WORK TASK - Identify and copy all lines of the material where the string "exists" is found.

RECORDS SUPPLIED -
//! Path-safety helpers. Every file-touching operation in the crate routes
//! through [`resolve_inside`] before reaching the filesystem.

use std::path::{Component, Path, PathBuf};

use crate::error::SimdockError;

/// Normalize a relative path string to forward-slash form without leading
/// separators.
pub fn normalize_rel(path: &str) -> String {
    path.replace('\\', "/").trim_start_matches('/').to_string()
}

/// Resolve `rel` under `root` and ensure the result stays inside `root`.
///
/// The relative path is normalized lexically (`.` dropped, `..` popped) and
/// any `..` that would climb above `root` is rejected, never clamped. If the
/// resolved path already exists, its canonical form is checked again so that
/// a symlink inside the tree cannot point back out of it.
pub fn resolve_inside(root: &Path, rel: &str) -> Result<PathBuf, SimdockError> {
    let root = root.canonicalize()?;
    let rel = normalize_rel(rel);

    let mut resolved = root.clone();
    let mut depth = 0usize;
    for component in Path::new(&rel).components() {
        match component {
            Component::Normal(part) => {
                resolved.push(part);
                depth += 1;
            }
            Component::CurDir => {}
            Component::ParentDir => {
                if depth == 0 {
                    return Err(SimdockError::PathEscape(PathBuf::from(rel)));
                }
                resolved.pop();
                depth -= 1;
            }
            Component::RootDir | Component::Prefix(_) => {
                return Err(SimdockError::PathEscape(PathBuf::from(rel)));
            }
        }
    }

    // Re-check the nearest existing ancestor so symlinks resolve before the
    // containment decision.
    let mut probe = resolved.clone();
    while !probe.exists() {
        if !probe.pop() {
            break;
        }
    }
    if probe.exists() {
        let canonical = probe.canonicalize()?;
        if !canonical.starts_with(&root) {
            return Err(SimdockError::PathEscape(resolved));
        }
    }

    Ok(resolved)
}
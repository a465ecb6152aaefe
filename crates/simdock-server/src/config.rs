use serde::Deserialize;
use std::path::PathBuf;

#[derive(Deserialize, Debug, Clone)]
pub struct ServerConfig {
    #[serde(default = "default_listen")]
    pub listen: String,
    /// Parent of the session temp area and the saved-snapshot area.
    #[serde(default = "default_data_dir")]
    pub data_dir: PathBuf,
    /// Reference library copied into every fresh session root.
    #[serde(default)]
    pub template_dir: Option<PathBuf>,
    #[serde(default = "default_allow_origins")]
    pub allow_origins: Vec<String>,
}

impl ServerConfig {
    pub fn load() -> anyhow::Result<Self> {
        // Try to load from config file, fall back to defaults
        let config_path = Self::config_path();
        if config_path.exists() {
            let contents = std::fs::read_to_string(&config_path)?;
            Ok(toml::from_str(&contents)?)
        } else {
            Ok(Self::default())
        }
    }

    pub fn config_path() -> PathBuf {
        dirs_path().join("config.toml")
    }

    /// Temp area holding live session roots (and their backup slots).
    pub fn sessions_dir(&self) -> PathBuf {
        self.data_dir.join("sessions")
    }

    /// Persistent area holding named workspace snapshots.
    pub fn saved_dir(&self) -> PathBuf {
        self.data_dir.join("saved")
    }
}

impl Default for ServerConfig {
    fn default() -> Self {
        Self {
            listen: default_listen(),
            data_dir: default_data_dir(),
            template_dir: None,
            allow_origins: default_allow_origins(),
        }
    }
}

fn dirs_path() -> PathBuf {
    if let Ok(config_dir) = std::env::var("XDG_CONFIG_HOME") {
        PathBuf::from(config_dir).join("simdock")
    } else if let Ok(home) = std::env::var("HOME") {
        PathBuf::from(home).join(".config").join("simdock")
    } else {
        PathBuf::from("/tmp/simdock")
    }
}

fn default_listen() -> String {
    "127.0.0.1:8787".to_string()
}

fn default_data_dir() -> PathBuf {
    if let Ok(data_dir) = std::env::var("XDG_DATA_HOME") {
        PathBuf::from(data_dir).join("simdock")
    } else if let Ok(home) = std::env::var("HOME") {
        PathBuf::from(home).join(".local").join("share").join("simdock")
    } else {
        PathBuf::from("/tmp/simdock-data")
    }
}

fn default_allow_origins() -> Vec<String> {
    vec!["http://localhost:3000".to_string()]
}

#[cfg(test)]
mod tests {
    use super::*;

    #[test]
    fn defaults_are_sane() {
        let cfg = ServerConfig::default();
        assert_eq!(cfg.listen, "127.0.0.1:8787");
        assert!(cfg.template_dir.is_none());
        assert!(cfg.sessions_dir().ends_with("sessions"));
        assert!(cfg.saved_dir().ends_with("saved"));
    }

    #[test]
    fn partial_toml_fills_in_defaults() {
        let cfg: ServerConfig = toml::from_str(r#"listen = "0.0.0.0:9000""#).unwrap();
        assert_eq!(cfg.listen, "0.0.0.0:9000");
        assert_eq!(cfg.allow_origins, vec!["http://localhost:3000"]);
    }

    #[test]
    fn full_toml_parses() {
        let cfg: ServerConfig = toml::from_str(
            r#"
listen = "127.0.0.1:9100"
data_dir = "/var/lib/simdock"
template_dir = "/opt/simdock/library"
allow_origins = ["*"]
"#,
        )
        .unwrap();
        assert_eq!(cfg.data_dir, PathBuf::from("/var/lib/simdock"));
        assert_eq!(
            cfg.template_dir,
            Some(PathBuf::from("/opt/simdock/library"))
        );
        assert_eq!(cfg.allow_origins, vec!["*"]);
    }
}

OUTPUT OF THE EXERCISE -
/// resolved path already exists, its canonical form is checked again so that
    while !probe.exists() {
    if probe.exists() {
        if config_path.exists() {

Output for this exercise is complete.